La parte final del libro, y también la más polémica, se centra en la crítica al llamado factor G propuesto por el psicólogo británico Charles Spearman a comienzos del siglo XX. Spearman observó que el desempeño de los alumnos en distintas tareas cognitivas —como vocabulario, matemáticas o razonamiento— tendía a correlacionarse. A partir de esa observación planteó que debía existir una capacidad general de inteligencia subyacente a todas ellas, a la que llamó factor general o simplemente G.

En su modelo bifactorial, Spearman postuló que todo desempeño intelectual dependía de dos elementos: el factor G, común a todas las tareas, y un conjunto de factores específicos (s) propios de cada habilidad. Con el tiempo, otros psicólogos —como Raymond Cattell y John Horn— refinaron esta idea distinguiendo entre inteligencia fluida (capacidad de razonar y resolver problemas nuevos) y inteligencia cristalizada (conocimientos adquiridos), dos dimensiones que aún hoy se usan en psicometría moderna.

Spearman y sus seguidores interpretaron el factor G como una propiedad innata del cerebro, potencialmente hereditaria y medible a través de pruebas estandarizadas. Stephen Jay Gould consideró que esta conclusión iba demasiado lejos. Para él, el factor G no era una “sustancia mental”, sino una reificación: una abstracción estadística convertida en objeto físico. En palabras simples, Gould aceptaba las correlaciones entre tareas, pero rechazaba la idea de que reflejaran una única entidad biológica o un valor absoluto de inteligencia.

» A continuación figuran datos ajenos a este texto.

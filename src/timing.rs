//! 时间解析：把元素的本地时间属性换算为文档时间轴上的绝对激活区间。
//!
//! 自根向下做一次遍历：并行容器的子元素以容器起点为本地零点，顺序
//! 容器的子元素首尾相接。全部换算用有理数完成，嵌套容器不会引入
//! 舍入漂移。

use std::collections::HashMap;

use crate::model::{ContentDocument, ContentElement, ElementId, TimeContainer};
use crate::time::{TimeInterval, TimeOffset};

/// 一次时间解析的结果：元素句柄到绝对激活区间的映射。
///
/// 映射值为 `None`（或句柄缺失）表示元素永不激活：区间为空、起点不
/// 早于终点、或祖先本身永不激活，都归入这一类，按降级策略静默排除。
#[derive(Debug, Clone)]
pub struct ResolvedTiming {
    intervals: HashMap<ElementId, Option<TimeInterval>>,
}

impl ResolvedTiming {
    /// 对整个文档做一次时间解析。
    ///
    /// 区域不在 body 的包含链上，各自直接按根时间轴解析；区域的区间
    /// 只约束区域何时可以被绘制，与指派给它的内容无关。
    #[must_use]
    pub fn resolve(doc: &ContentDocument) -> Self {
        let mut intervals = HashMap::new();
        let root = TimeInterval::new(TimeOffset::ZERO, doc.duration());

        for (_, region_id) in doc.regions() {
            let interval = doc
                .get(region_id)
                .and_then(|el| child_interval(el, &root, root.begin));
            intervals.insert(region_id, interval);
        }

        if let Some(body) = doc.body() {
            resolve_subtree(doc, body, &root, root.begin, &mut intervals);
        }

        Self { intervals }
    }

    /// 读取某元素的绝对激活区间。`None` 表示永不激活。
    #[must_use]
    pub fn interval(&self, id: ElementId) -> Option<TimeInterval> {
        self.intervals.get(&id).copied().flatten()
    }

    /// 迭代所有已解析且会激活的元素区间。
    pub fn active_intervals(&self) -> impl Iterator<Item = (ElementId, TimeInterval)> + '_ {
        self.intervals
            .iter()
            .filter_map(|(id, interval)| interval.map(|i| (*id, i)))
    }
}

/// 计算单个元素的绝对激活区间。
///
/// 便捷入口，内部仍执行一次整树解析（顺序容器中元素的区间依赖前面
/// 兄弟的终点，无法孤立计算）。批量查询请直接使用 [`ResolvedTiming`]。
#[must_use]
pub fn compute_active_interval(doc: &ContentDocument, id: ElementId) -> Option<TimeInterval> {
    ResolvedTiming::resolve(doc).interval(id)
}

/// 在父区间内解析一个子树。返回该元素（未被父区间裁剪前）的终点，
/// 供顺序容器确定下一个兄弟的本地零点；永不激活时返回 `None`。
fn resolve_subtree(
    doc: &ContentDocument,
    id: ElementId,
    parent: &TimeInterval,
    local_zero: TimeOffset,
    out: &mut HashMap<ElementId, Option<TimeInterval>>,
) -> Option<Option<TimeOffset>> {
    let el = doc.get(id)?;
    let Some(raw) = raw_interval(el, parent, local_zero) else {
        mark_never(doc, id, out);
        return None;
    };
    let Some(interval) = parent.intersect(&raw) else {
        // 被父区间整体裁掉的子元素不激活，但仍占据顺序容器中的位置，
        // 后续兄弟照常从它的原始终点接续
        mark_never(doc, id, out);
        return Some(raw_end(el, local_zero));
    };
    out.insert(id, Some(interval));

    match el.timing().container {
        TimeContainer::Par => {
            for child in el.children() {
                resolve_subtree(doc, *child, &interval, interval.begin, out);
            }
        }
        TimeContainer::Seq => {
            let mut zero = Some(interval.begin);
            for child in el.children() {
                match zero {
                    Some(z) => {
                        let child_end = resolve_subtree(doc, *child, &interval, z, out);
                        if let Some(end) = child_end {
                            // 开放终点的子元素吞掉容器剩余时间
                            zero = end;
                        }
                    }
                    // 前一个兄弟延伸到容器末尾，后续兄弟不再激活
                    None => mark_never(doc, *child, out),
                }
            }
        }
    }
    Some(raw_end(el, local_zero))
}

/// 元素本地时间属性换算出的未裁剪绝对区间，`begin >= end` 时为 `None`。
fn raw_interval(
    el: &ContentElement,
    parent: &TimeInterval,
    local_zero: TimeOffset,
) -> Option<TimeInterval> {
    let timing = el.timing();
    let begin = local_zero + timing.begin.unwrap_or(TimeOffset::ZERO);
    let end = match (timing.end, timing.dur) {
        (Some(end), _) => Some(local_zero + end),
        (None, Some(dur)) => Some(begin + dur),
        (None, None) => parent.end,
    };
    let raw = TimeInterval::new(begin, end);
    if raw.is_empty() { None } else { Some(raw) }
}

/// 裁剪到父区间的绝对激活区间。
fn child_interval(
    el: &ContentElement,
    parent: &TimeInterval,
    local_zero: TimeOffset,
) -> Option<TimeInterval> {
    parent.intersect(&raw_interval(el, parent, local_zero)?)
}

/// 元素未经父区间裁剪的绝对终点，`None` 表示开放。
fn raw_end(el: &ContentElement, local_zero: TimeOffset) -> Option<TimeOffset> {
    let timing = el.timing();
    match (timing.end, timing.dur) {
        (Some(end), _) => Some(local_zero + end),
        (None, Some(dur)) => {
            Some(local_zero + timing.begin.unwrap_or(TimeOffset::ZERO) + dur)
        }
        (None, None) => None,
    }
}

/// 把一个子树整体标记为永不激活。
fn mark_never(
    doc: &ContentDocument,
    id: ElementId,
    out: &mut HashMap<ElementId, Option<TimeInterval>>,
) {
    for descendant in doc.descendants(id) {
        out.insert(descendant, None);
    }
}

#[cfg(test)]
mod tests {
    use super::*;
    use crate::model::{ElementKind, Timing};

    fn seconds(s: i64) -> TimeOffset {
        TimeOffset::from_seconds(s)
    }

    fn timed(begin: Option<i64>, end: Option<i64>, dur: Option<i64>) -> Timing {
        Timing {
            begin: begin.map(seconds),
            end: end.map(seconds),
            dur: dur.map(seconds),
            container: TimeContainer::Par,
        }
    }

    struct Fixture {
        doc: ContentDocument,
        body: ElementId,
    }

    fn fixture() -> Fixture {
        let mut doc = ContentDocument::new();
        let body = doc.create_element(ElementKind::Body);
        doc.set_body(body).unwrap();
        Fixture { doc, body }
    }

    #[test]
    fn test_parallel_children_share_container_origin() {
        let mut f = fixture();
        let div = f.doc.create_element(ElementKind::Div);
        f.doc.get_mut(div).unwrap().set_timing(timed(Some(10), Some(30), None));
        f.doc.append_child(f.body, div).unwrap();
        let p = f.doc.create_element(ElementKind::P);
        f.doc.get_mut(p).unwrap().set_timing(timed(Some(2), Some(5), None));
        f.doc.append_child(div, p).unwrap();

        let timing = ResolvedTiming::resolve(&f.doc);
        let interval = timing.interval(p).unwrap();
        assert_eq!(interval.begin, seconds(12));
        assert_eq!(interval.end, Some(seconds(15)));
    }

    #[test]
    fn test_sequential_children_chain_end_to_end() {
        let mut f = fixture();
        let div = f.doc.create_element(ElementKind::Div);
        f.doc.get_mut(div).unwrap().set_timing(Timing {
            container: TimeContainer::Seq,
            ..Timing::default()
        });
        f.doc.append_child(f.body, div).unwrap();
        let p1 = f.doc.create_element(ElementKind::P);
        f.doc.get_mut(p1).unwrap().set_timing(timed(None, None, Some(3)));
        f.doc.append_child(div, p1).unwrap();
        let p2 = f.doc.create_element(ElementKind::P);
        f.doc.get_mut(p2).unwrap().set_timing(timed(None, None, Some(4)));
        f.doc.append_child(div, p2).unwrap();

        let timing = ResolvedTiming::resolve(&f.doc);
        let i1 = timing.interval(p1).unwrap();
        let i2 = timing.interval(p2).unwrap();
        assert_eq!((i1.begin, i1.end), (seconds(0), Some(seconds(3))));
        assert_eq!((i2.begin, i2.end), (seconds(3), Some(seconds(7))));
    }

    #[test]
    fn test_dur_computes_end() {
        let mut f = fixture();
        let p = f.doc.create_element(ElementKind::P);
        f.doc.get_mut(p).unwrap().set_timing(timed(Some(5), None, Some(2)));
        f.doc.append_child(f.body, p).unwrap();

        let interval = compute_active_interval(&f.doc, p).unwrap();
        assert_eq!((interval.begin, interval.end), (seconds(5), Some(seconds(7))));
    }

    #[test]
    fn test_begin_after_end_is_never_active() {
        let mut f = fixture();
        let p = f.doc.create_element(ElementKind::P);
        f.doc.get_mut(p).unwrap().set_timing(timed(Some(5), Some(3), None));
        f.doc.append_child(f.body, p).unwrap();
        let t = f.doc.create_element(ElementKind::Text {
            text: "ghost".to_string(),
        });
        f.doc.append_child(p, t).unwrap();

        let timing = ResolvedTiming::resolve(&f.doc);
        assert!(timing.interval(p).is_none());
        // 子树随之永不激活
        assert!(timing.interval(t).is_none());
    }

    #[test]
    fn test_child_clipped_to_parent_interval() {
        let mut f = fixture();
        let div = f.doc.create_element(ElementKind::Div);
        f.doc.get_mut(div).unwrap().set_timing(timed(Some(0), Some(10), None));
        f.doc.append_child(f.body, div).unwrap();
        let p = f.doc.create_element(ElementKind::P);
        f.doc.get_mut(p).unwrap().set_timing(timed(Some(8), Some(20), None));
        f.doc.append_child(div, p).unwrap();

        let timing = ResolvedTiming::resolve(&f.doc);
        let interval = timing.interval(p).unwrap();
        assert_eq!((interval.begin, interval.end), (seconds(8), Some(seconds(10))));
    }

    #[test]
    fn test_open_end_clips_to_document_duration() {
        let mut f = fixture();
        f.doc.set_duration(Some(seconds(60)));
        let p = f.doc.create_element(ElementKind::P);
        f.doc.get_mut(p).unwrap().set_timing(timed(Some(50), None, None));
        f.doc.append_child(f.body, p).unwrap();

        let timing = ResolvedTiming::resolve(&f.doc);
        let interval = timing.interval(p).unwrap();
        assert_eq!((interval.begin, interval.end), (seconds(50), Some(seconds(60))));
    }

    #[test]
    fn test_region_resolves_on_root_timeline() {
        let mut f = fixture();
        let region = f.doc.create_element(ElementKind::Region {
            id: "r1".to_string(),
        });
        f.doc
            .get_mut(region)
            .unwrap()
            .set_timing(timed(Some(2), Some(9), None));
        f.doc.put_region(region).unwrap();

        let timing = ResolvedTiming::resolve(&f.doc);
        let interval = timing.interval(region).unwrap();
        assert_eq!((interval.begin, interval.end), (seconds(2), Some(seconds(9))));
    }

    #[test]
    fn test_seq_child_clipped_out_still_advances_the_chain() {
        let mut f = fixture();
        let div = f.doc.create_element(ElementKind::Div);
        f.doc.get_mut(div).unwrap().set_timing(Timing {
            begin: Some(seconds(0)),
            end: Some(seconds(10)),
            dur: None,
            container: TimeContainer::Seq,
        });
        f.doc.append_child(f.body, div).unwrap();
        // 第一个子元素整体落在容器区间之外
        let p1 = f.doc.create_element(ElementKind::P);
        f.doc.get_mut(p1).unwrap().set_timing(timed(Some(12), Some(14), None));
        f.doc.append_child(div, p1).unwrap();
        // 第二个子元素从前一个的原始终点（14s）接续，同样在容器之外
        let p2 = f.doc.create_element(ElementKind::P);
        f.doc.get_mut(p2).unwrap().set_timing(timed(None, None, Some(3)));
        f.doc.append_child(div, p2).unwrap();

        let timing = ResolvedTiming::resolve(&f.doc);
        assert!(timing.interval(p1).is_none());
        assert!(timing.interval(p2).is_none());
    }

    #[test]
    fn test_open_seq_child_starves_later_siblings() {
        let mut f = fixture();
        let div = f.doc.create_element(ElementKind::Div);
        f.doc.get_mut(div).unwrap().set_timing(Timing {
            container: TimeContainer::Seq,
            ..Timing::default()
        });
        f.doc.append_child(f.body, div).unwrap();
        let p1 = f.doc.create_element(ElementKind::P);
        f.doc.append_child(div, p1).unwrap();
        let p2 = f.doc.create_element(ElementKind::P);
        f.doc.get_mut(p2).unwrap().set_timing(timed(None, None, Some(4)));
        f.doc.append_child(div, p2).unwrap();

        let timing = ResolvedTiming::resolve(&f.doc);
        assert!(timing.interval(p1).is_some());
        assert!(timing.interval(p2).is_none());
    }
}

Las décadas siguientes confirmaron que Gould tenía motivos para su cautela. Los modelos estadísticos modernos sostienen la existencia del factor G como un constructo útil y reproducible, pero no como una “esencia” medible dentro del cerebro. La neurociencia contemporánea muestra que el rendimiento cognitivo depende de redes distribuidas —atención, memoria, control ejecutivo— más que de una sola fuente común.

Asimismo, estudios genéticos recientes indican que la inteligencia tiene un componente hereditario moderado (entre 40 y 70 %), aunque esto no implica diferencias significativas entre poblaciones humanas ni sustenta ideas de “razas más inteligentes”. Las variaciones en los puntajes de inteligencia se deben mucho más a factores sociales, educativos y ambientales que a la biología pura. Los intentos de usar el factor G para justificar jerarquías raciales o políticas eugenésicas representan un abuso ideológico de la ciencia, precisamente el tipo de distorsión que Gould denunció con tanta lucidez.

En la actualidad, el consenso científico reconoce que el factor G es un patrón estadístico real y útil para describir diferencias cognitivas individuales, pero no una medida del valor humano ni un marcador genético o racial. En ese sentido, la crítica de Gould sigue vigente: la inteligencia puede estudiarse, pero nunca debe utilizarse como pretexto para clasificar o excluir.

Conclusión

A pesar de las críticas recibidas, La falsa medida del hombre sigue siendo una lectura fundamental para comprender cómo el quehacer científico puede ser distorsionado —a veces sin mala intención— por los prejuicios culturales, sociales o ideológicos de su tiempo. Gould nos recuerda que la ciencia no está libre de sesgos humanos, y que reconocerlos es el primer paso para superarlos, tambien debemosrecordar que  incluso el propio Gould podia caer bajo algunos sesgos.